Who This Helps
This is for team leads who want to stop guessing and start running a repeatable analytics routine. If you're tired of chasing random numbers every week, the Founder Finance Basics Mission Pack gives you a simple rhythm to follow. No more fire drills—just calm, data-backed decisions.
Mini Case
Meet Ben, a founder whose revenue jumped 20% last quarter but cash stayed flat. He used the Runway Forecast mission from the Founder Finance Basics Mission Pack. In 30 minutes, he built a one-page runway forecast card that showed him exactly where cash was leaking. Result? He cut one unnecessary tool subscription and extended runway by 45 days. That's the power of a weekly analytics ritual.
Do This Now (5 Steps)
- Pick one mission from the pack—start with Unit Economics Snapshot. It's the fastest win.
- Block 30 minutes every Monday for your analytics ritual. Put it on your calendar like a meeting with yourself.
- Pull your key numbers—revenue, costs, and cash balance. Keep it to three metrics max.

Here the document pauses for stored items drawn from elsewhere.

#[tokio::test]
async fn test_params_merged_over_defaults() {
    let pool = seeded_pool().await;
    let orchestrator = RunOrchestrator::with_sqlite_stores(pool);

    let mut req = request("assignment");
    req.source = Some("osm".to_string());
    req.params = params(json!({"max_distance_m": 50.0, "colour": "red"}));
    let run = orchestrator.create(req).await.unwrap();

    assert_eq!(run.source, Some(BuildingSource::Osm));
    assert_eq!(run.params["max_distance_m"], json!(50.0));
    assert_eq!(run.params["min_buffer_m"], json!(3.0));
    assert!(!run.params.contains_key("colour"));

    let mut bad = request("clustering");
    bad.params = params(json!({"min_samples": "eight"}));
    assert!(orchestrator.create(bad).await.unwrap_err().is_validation());
}

// ============================================================================
// Failure handling
// ============================================================================

#[tokio::test]
async fn test_pipeline_failure_marks_run_failed() {
    let pool = connect_in_memory().await.unwrap();
    let orchestrator = RunOrchestrator::new(
        pool.clone(),
        Arc::new(FailingPoints),
        Arc::new(SqliteBuildingStore::new(pool.clone())),
    );

    let run = orchestrator.create(request("assignment")).await.unwrap();
    let err = orchestrator.execute(run.run_id).await.unwrap_err();
    assert!(matches!(err, Error::Execution(ref msg) if msg.contains("point store offline")));

    let detail = orchestrator.detail(run.run_id).await.unwrap();
    assert_eq!(detail.run.status, RunStatus::Failed);
    assert!(detail.run.error.unwrap().contains("point store offline"));
    assert!(detail.run.finished_at.is_some());
    assert!(detail.metrics.is_empty());
}

#[tokio::test]
async fn test_unreachable_tracker_does_not_fail_run() {
    let pool = seeded_pool().await;
    let orchestrator =
        RunOrchestrator::with_sqlite_stores(pool).with_tracker(Arc::new(UnreachableTracker));

    let run = orchestrator.create(request("assignment")).await.unwrap();
    orchestrator.execute(run.run_id).await.unwrap();

    let detail = orchestrator.detail(run.run_id).await.unwrap();
    assert_eq!(detail.run.status, RunStatus::Succeeded);
    assert!(detail.run.tracking_run_id.is_none());
}

#[tokio::test]
async fn test_coloring_failure_is_isolated() {
    let pool = connect_in_memory().await.unwrap();
    let buildings = Arc::new(FlakyBuildings {
        buildings: buildings(),
        calls: AtomicUsize::new(0),
    });
    let recorder = Arc::new(RecordingTracker::default());
    let orchestrator = RunOrchestrator::new(pool.clone(), Arc::new(StaticPoints(points())), buildings)
        .with_tracker(recorder.clone());

    let run = orchestrator.create(request("assignment")).await.unwrap();
    let metrics = orchestrator.execute(run.run_id).await.unwrap();
    assert_eq!(metrics["assigned_points"], 2.0);

    let detail = orchestrator.detail(run.run_id).await.unwrap();
    assert_eq!(detail.run.status, RunStatus::Succeeded);
    assert!(orchestrator.colors(run.run_id).await.unwrap().is_empty());
    assert_eq!(
        insar_ml::db::results::load_results(&pool, run.run_id).await.unwrap().len(),
        3
    );

    let recorded = recorder.recorded.lock().unwrap();
    assert_eq!(recorded.params.get("coloring_status").map(String::as_str), Some("failed"));
    assert_eq!(recorded.ended, Some(true));
}

#[tokio::test]
async fn test_buildings_without_footprint_are_not_colored() {
    let pool = connect_in_memory().await.unwrap();
    let buildings = Arc::new(ShrinkingBuildings {
        buildings: buildings(),
        forget: vec!["lone"],
        calls: AtomicUsize::new(0),
    });
    let orchestrator = RunOrchestrator::new(pool.clone(), Arc::new(StaticPoints(points())), buildings);

    let run = orchestrator.create(request("assignment")).await.unwrap();
    orchestrator.execute(run.run_id).await.unwrap();

    // "lone" is still referenced by a result row but has no footprint any more
    let results = insar_ml::db::results::load_results(&pool, run.run_id).await.unwrap();
    assert!(results
        .iter()
        .any(|r| r.building.as_ref().map(|b| b.building_id.as_str()) == Some("lone")));

    let colors = orchestrator.colors(run.run_id).await.unwrap();
    let near = BuildingKey::new(BuildingSource::Gba, "near");
    assert_eq!(colors.keys().cloned().collect::<Vec<_>>(), vec![near]);
    assert_eq!(orchestrator.recolor(run.run_id).await.unwrap(), 1);
}

// ============================================================================
// Tracking
// ============================================================================

#[tokio::test]
async fn test_tracker_receives_params_metrics_and_summary() {
    let pool = seeded_pool().await;
    let recorder = Arc::new(RecordingTracker::default());
    let orchestrator = RunOrchestrator::with_sqlite_stores(pool).with_tracker(recorder.clone());

    let run = orchestrator.create(request("assignment")).await.unwrap();
    orchestrator.execute(run.run_id).await.unwrap();

    let detail = orchestrator.detail(run.run_id).await.unwrap();
    assert_eq!(detail.run.tracking_run_id.as_deref(), Some("tracked-1"));

    let recorded = recorder.recorded.lock().unwrap();
    assert_eq!(recorded.params["pipeline"], "assignment");
    assert_eq!(recorded.params["source"], "gba");
    assert_eq!(recorded.params["max_distance_m"], "30.0");
    assert_eq!(recorded.metrics["assigned_points"], 2.0);
    assert_eq!(recorded.artifacts, vec!["summary/summary.json".to_string()]);
    assert_eq!(recorded.ended, Some(true));
}

#[tokio::test]
async fn test_failed_run_ends_tracking_as_failed() {
    let pool = connect_in_memory().await.unwrap();
    let recorder = Arc::new(RecordingTracker::default());
    let orchestrator = RunOrchestrator::new(
        pool.clone(),
        Arc::new(FailingPoints),
        Arc::new(SqliteBuildingStore::new(pool)),
    )
    .with_tracker(recorder.clone());

    let run = orchestrator.create(request("clustering")).await.unwrap();
    assert!(orchestrator.execute(run.run_id).await.is_err());

    let recorded = recorder.recorded.lock().unwrap();
    assert_eq!(recorded.ended, Some(false));
    assert!(recorded.artifacts.is_empty());
}

// ============================================================================
// Maintenance
// ============================================================================

#[tokio::test]
async fn test_recolor_is_idempotent() {
    let pool = seeded_pool().await;
    let orchestrator = RunOrchestrator::with_sqlite_stores(pool);

    let run = orchestrator.create(request("assignment")).await.unwrap();
    orchestrator.execute(run.run_id).await.unwrap();
    let before = orchestrator.colors(run.run_id).await.unwrap();

    assert_eq!(orchestrator.recolor(run.run_id).await.unwrap(), 2);
    assert_eq!(orchestrator.recolor(run.run_id).await.unwrap(), 2);
    assert_eq!(orchestrator.colors(run.run_id).await.unwrap(), before);
}

#[tokio::test]
async fn test_unknown_run_is_not_found() {
    let pool = seeded_pool().await;
    let orchestrator = RunOrchestrator::with_sqlite_stores(pool);
    let missing = uuid::Uuid::new_v4();

    assert!(matches!(orchestrator.detail(missing).await, Err(Error::NotFound(_))));
    assert!(matches!(orchestrator.recolor(missing).await, Err(Error::NotFound(_))));
    assert!(matches!(orchestrator.delete(missing, true).await, Err(Error::NotFound(_))));
}

#[tokio::test]
async fn test_delete_removes_run_and_outputs() {
    let pool = seeded_pool().await;
    let recorder = Arc::new(RecordingTracker::default());
    let orchestrator = RunOrchestrator::with_sqlite_stores(pool.clone()).with_tracker(recorder.clone());

    let run = orchestrator.create(request("assignment")).await.unwrap();
    orchestrator.execute(run.run_id).await.unwrap();

    let outcome = orchestrator.delete(run.run_id, false).await.unwrap();
    assert!(outcome.db_deleted);
    assert!(outcome.tracking_deleted);
    assert!(outcome.tracking_error.is_none());
    assert_eq!(recorder.recorded.lock().unwrap().deleted, vec!["tracked-1".to_string()]);

    assert!(matches!(orchestrator.detail(run.run_id).await, Err(Error::NotFound(_))));
    assert!(insar_ml::db::results::load_results(&pool, run.run_id).await.unwrap().is_empty());
    assert!(insar_ml::db::colors::load_colors(&pool, run.run_id).await.unwrap().is_empty());
    assert!(insar_ml::db::metrics::load_metrics(&pool, run.run_id).await.unwrap().is_empty());
}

- Write one decision based on what you see. Example: "Reduce ad spend by 12% this week."
- Share your one-pager with your team. Use the CAC Payback Triage card to explain why.
Avoid These Traps
- Don't overcomplicate. Stick to one mission per week, not all five at once.
- Don't skip the decision step. Data without action is just noise.

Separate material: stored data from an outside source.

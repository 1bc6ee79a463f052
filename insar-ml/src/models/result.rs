//! Per-point run output

use insar_common::{BuildingKey, BuildingSource};
use serde::{Deserialize, Serialize};
use serde_json::Value;
use std::collections::BTreeMap;
use std::fmt;
use std::str::FromStr;

/// Named numeric outputs of a run
pub type Metrics = BTreeMap<String, f64>;

/// How a result row was produced
#[derive(Debug, Clone, Copy, PartialEq, Eq, Hash, Serialize, Deserialize)]
#[serde(rename_all = "lowercase")]
pub enum ResultMethod {
    /// Within the building's height/angle buffer
    Buffer,
    /// Closest building within `max_distance_m`
    Nearest,
    /// Density cluster label
    Dbscan,
    /// No building matched
    Unassigned,
}

impl ResultMethod {
    pub fn as_str(&self) -> &'static str {
        match self {
            ResultMethod::Buffer => "buffer",
            ResultMethod::Nearest => "nearest",
            ResultMethod::Dbscan => "dbscan",
            ResultMethod::Unassigned => "unassigned",
        }
    }
}

impl fmt::Display for ResultMethod {
    fn fmt(&self, f: &mut fmt::Formatter<'_>) -> fmt::Result {
        f.write_str(self.as_str())
    }
}

impl FromStr for ResultMethod {
    type Err = insar_common::Error;

    fn from_str(s: &str) -> insar_common::Result<Self> {
        match s {
            "buffer" => Ok(ResultMethod::Buffer),
            "nearest" => Ok(ResultMethod::Nearest),
            "dbscan" => Ok(ResultMethod::Dbscan),
            "unassigned" => Ok(ResultMethod::Unassigned),
            other => Err(insar_common::Error::Internal(format!(
                "unknown result method '{other}'"
            ))),
        }
    }
}

/// One output row per (run, point)
#[derive(Debug, Clone, PartialEq, Serialize, Deserialize)]
pub struct PointResult {
    pub code: String,
    pub track: i64,
    pub cluster_id: Option<String>,
    /// Building dataset searched; kept on unassigned rows too
    pub source: Option<BuildingSource>,
    pub building: Option<BuildingKey>,
    pub distance_m: Option<f64>,
    pub score: Option<f64>,
    pub method: Option<ResultMethod>,
    pub meta: Value,
}

impl PointResult {
    pub fn new(code: impl Into<String>, track: i64) -> Self {
        Self {
            code: code.into(),
            track,
            cluster_id: None,
            source: None,
            building: None,
            distance_m: None,
            score: None,
            method: None,
            meta: Value::Null,
        }
    }

    /// Source stored with the row: the matched building's, else the searched one
    pub fn building_source(&self) -> Option<BuildingSource> {
        self.building.as_ref().map(|b| b.source).or(self.source)
    }
}
//! Utility modules

pub mod db_retry;

pub use db_retry::{retry_on_lock, DEFAULT_MAX_LOCK_WAIT_MS};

- Don't use vague numbers. Replace "some growth" with "12% increase in CAC."
- Don't do it alone. Loop in one ops person to keep you honest.
- Don't change metrics weekly. Pick three and track them for a month.
- Don't ignore red flags. If runway drops below 6 months, act immediately.
- Don't wait for perfect data. Use estimates and refine later.
- Don't forget to celebrate wins. Even small improvements count.
Your Win by Friday
By Friday, you'll have a repeatable weekly analytics ritual that stabilizes decisions across product and ops. You'll know your unit economics truth, have a runway forecast you can explain, and feel calm about your next move. Plus, you'll have saved at least 2 hours of panic-mode analysis. Not bad for a week's work.